## Source data

· · ·

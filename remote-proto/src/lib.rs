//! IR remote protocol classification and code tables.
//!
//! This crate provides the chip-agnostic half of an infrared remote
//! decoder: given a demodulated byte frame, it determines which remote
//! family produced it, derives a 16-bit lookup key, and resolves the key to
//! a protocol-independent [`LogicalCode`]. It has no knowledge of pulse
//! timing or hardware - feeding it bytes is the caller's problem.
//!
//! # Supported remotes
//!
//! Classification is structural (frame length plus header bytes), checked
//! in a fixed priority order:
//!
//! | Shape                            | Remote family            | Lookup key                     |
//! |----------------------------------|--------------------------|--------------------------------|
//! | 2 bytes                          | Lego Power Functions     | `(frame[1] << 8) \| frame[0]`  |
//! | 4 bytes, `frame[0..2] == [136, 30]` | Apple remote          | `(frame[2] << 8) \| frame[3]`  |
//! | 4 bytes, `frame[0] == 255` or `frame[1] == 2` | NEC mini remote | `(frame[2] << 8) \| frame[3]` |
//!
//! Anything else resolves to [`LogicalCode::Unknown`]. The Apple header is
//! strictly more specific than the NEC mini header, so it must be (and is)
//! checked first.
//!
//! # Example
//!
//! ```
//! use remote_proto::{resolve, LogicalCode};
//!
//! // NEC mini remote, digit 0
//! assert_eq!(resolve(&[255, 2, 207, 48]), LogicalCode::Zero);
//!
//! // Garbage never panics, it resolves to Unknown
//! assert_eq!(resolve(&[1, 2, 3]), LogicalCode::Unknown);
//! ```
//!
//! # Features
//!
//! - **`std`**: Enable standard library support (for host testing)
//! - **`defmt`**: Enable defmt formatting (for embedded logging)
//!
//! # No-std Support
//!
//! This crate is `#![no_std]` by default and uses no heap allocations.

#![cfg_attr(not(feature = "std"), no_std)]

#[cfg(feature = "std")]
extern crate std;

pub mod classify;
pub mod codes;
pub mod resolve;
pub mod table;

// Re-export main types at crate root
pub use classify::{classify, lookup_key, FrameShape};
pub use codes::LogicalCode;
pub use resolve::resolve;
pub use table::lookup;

· · ·

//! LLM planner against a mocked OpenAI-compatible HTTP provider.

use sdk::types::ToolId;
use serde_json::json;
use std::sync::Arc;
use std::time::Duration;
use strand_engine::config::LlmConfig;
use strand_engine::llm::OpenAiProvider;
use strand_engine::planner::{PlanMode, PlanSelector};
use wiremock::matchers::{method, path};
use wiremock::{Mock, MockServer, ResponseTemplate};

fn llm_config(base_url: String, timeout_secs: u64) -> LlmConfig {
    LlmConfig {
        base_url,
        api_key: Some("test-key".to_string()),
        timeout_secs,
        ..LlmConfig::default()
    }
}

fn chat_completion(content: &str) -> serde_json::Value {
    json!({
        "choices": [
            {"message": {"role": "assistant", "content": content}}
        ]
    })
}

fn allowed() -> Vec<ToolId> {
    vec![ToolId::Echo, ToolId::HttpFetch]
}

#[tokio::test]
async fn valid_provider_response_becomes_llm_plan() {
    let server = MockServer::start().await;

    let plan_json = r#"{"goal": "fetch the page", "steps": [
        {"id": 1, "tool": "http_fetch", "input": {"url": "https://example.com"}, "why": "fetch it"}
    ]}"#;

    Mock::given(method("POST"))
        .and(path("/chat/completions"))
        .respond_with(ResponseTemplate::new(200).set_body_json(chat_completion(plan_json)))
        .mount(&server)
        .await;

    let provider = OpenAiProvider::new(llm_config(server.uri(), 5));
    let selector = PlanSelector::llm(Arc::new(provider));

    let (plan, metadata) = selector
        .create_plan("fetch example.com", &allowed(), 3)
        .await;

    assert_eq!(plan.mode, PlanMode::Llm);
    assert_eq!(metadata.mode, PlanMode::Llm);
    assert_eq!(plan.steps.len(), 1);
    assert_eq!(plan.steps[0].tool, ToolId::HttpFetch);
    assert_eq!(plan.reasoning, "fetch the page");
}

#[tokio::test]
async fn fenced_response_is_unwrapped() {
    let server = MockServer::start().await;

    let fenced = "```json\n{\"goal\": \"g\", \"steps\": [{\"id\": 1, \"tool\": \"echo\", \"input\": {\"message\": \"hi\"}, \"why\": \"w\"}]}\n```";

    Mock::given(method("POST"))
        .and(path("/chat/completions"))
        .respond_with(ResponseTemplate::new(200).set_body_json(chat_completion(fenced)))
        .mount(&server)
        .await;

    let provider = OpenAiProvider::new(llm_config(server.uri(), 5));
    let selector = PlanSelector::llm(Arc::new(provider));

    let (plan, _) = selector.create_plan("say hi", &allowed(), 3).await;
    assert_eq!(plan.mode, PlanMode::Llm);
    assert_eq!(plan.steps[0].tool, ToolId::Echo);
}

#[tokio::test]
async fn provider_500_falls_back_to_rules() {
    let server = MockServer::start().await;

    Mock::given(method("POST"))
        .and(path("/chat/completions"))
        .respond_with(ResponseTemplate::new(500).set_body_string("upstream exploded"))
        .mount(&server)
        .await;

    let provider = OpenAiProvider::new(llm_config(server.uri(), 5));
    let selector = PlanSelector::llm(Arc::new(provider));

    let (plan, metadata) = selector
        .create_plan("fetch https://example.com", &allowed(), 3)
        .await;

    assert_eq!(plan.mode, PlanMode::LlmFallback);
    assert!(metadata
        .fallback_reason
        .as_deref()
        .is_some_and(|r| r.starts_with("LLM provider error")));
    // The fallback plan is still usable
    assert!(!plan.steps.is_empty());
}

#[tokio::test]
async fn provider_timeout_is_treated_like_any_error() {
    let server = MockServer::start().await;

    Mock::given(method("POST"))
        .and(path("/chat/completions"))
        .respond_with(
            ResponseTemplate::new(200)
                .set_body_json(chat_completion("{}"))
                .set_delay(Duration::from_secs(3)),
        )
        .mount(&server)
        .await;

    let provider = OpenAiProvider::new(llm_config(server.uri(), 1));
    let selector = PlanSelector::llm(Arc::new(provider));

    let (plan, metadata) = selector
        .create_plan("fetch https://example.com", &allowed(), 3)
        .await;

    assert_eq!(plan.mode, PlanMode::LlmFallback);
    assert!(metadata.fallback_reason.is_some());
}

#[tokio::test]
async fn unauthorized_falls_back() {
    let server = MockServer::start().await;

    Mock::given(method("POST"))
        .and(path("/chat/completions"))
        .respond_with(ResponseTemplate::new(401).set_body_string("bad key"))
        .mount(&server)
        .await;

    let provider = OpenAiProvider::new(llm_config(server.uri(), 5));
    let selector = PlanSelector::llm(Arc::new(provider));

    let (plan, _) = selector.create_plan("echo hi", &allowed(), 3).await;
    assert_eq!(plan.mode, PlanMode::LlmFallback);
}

· · ·

## Required action
Copy task for the entries above: every line with the string "family".

## Output
//! family produced it, derives a 16-bit lookup key, and resolves the key to
//! | Shape                            | Remote family            | Lookup key                     |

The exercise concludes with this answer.